Angiotensin II type I receptor agonistic autoantibodies (AT-AA) in the plasma of preeclampsia patients can induce apoptosis of cardiomyocytes, and microRNA-21 (miR-21) can exert a protective effect on cardiomyocytes. But whether the pro-apoptotic effect of AT-AA is associated with miR-21 is unclear. The objective of the present study was to explore whether AT-AA induced cardiomyocyte apoptosis was related to its inhibitory of miR-21 expression. In vivo studies, the pregnant rats were divided into two groups: Sham group, Model group. The pathology, cell apoptosis, and relative protein expressions were evaluated by hematoxylin and eosin staining, and Western blot assay. The expression of microRNA was detected by gene microarray. In the cell experiment, the neonatal rat cardiomyocytes were divided into four groups: NC group, AT-AA group, and miR-21 group and AT-AA+miR-21 group. The cell apoptosis and relative proteins' expressions were measured by flow cytometry and Western blot assay. Results: Compared with the Sham group, miR-21 in the cardiac tissue of the model group was downregulated significantly; the expression of p-JNK, Bax and caspases-3 was increased, the expression of Bcl-2 was decreased, and the Bcl-2/Bax ratio became smaller. The expression of miR-21 in AT-AA treated cardiomyocytes was only 52% of the control group, with an apoptosis rate of 32.6%. In addition, the expression of pPTEN, pAKT and pFOXO3a in the model group was significantly higher than that in the NC group. The cardiomyocyte apoptosis rate in miR-21 overexpression group was only 23.7%, which was higher than that in the NC group, but significantly lower than that in AT-AA group.

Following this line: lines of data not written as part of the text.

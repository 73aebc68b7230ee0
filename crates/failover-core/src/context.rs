//! TTL context classification.
//!
//! Every key is classified into a coarse context by prefix, and each context
//! maps to a fixed TTL. Callers may override the inferred context explicitly.

use std::time::Duration;

/// Coarse key category used only to select a TTL
#[derive(Debug, Clone, Copy, PartialEq, Eq)]
pub enum TtlContext {
    /// Room state (`room:` prefix)
    Room,
    /// User session (`session:` prefix)
    Session,
    /// Chat history (`chat:` prefix)
    Chat,
    /// Signaling payloads (`signaling:` prefix)
    Signaling,
    /// Everything else
    Default,
}

impl TtlContext {
    /// Classify a key by prefix
    #[must_use]
    pub fn from_key(key: &str) -> Self {
        if key.starts_with("room:") {
            Self::Room
        } else if key.starts_with("session:") {
            Self::Session
        } else if key.starts_with("chat:") {
            Self::Chat
        } else if key.starts_with("signaling:") {
            Self::Signaling
        } else {
            Self::Default
        }
    }

    /// Time-to-live for this context
    #[must_use]
    pub fn ttl(self) -> Duration {
        match self {
            Self::Room => Duration::from_secs(300),
            Self::Session => Duration::from_secs(1800),
            Self::Chat => Duration::from_secs(3600),
            Self::Signaling => Duration::from_secs(120),
            Self::Default => Duration::from_secs(600),
        }
    }

    /// Context name for log fields
    #[must_use]
    pub fn name(self) -> &'static str {
        match self {
            Self::Room => "room",
            Self::Session => "session",
            Self::Chat => "chat",
            Self::Signaling => "signaling",
            Self::Default => "default",
        }
    }
}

PTEN, AKT and FOXO3a phosporylation in miR-21 overexpression group was also lower than that in AT-AA group. AT-AA induced cardiomyocyte apoptosis by downregulating miR-21, and the PTEN/AKT/FOXO3a signal transduction pathway participated in this process. The result of the present study suggests that miR-21 may prove to be a new target for the diagnosis and treatment of preeclampsia and other cardiovascular diseases.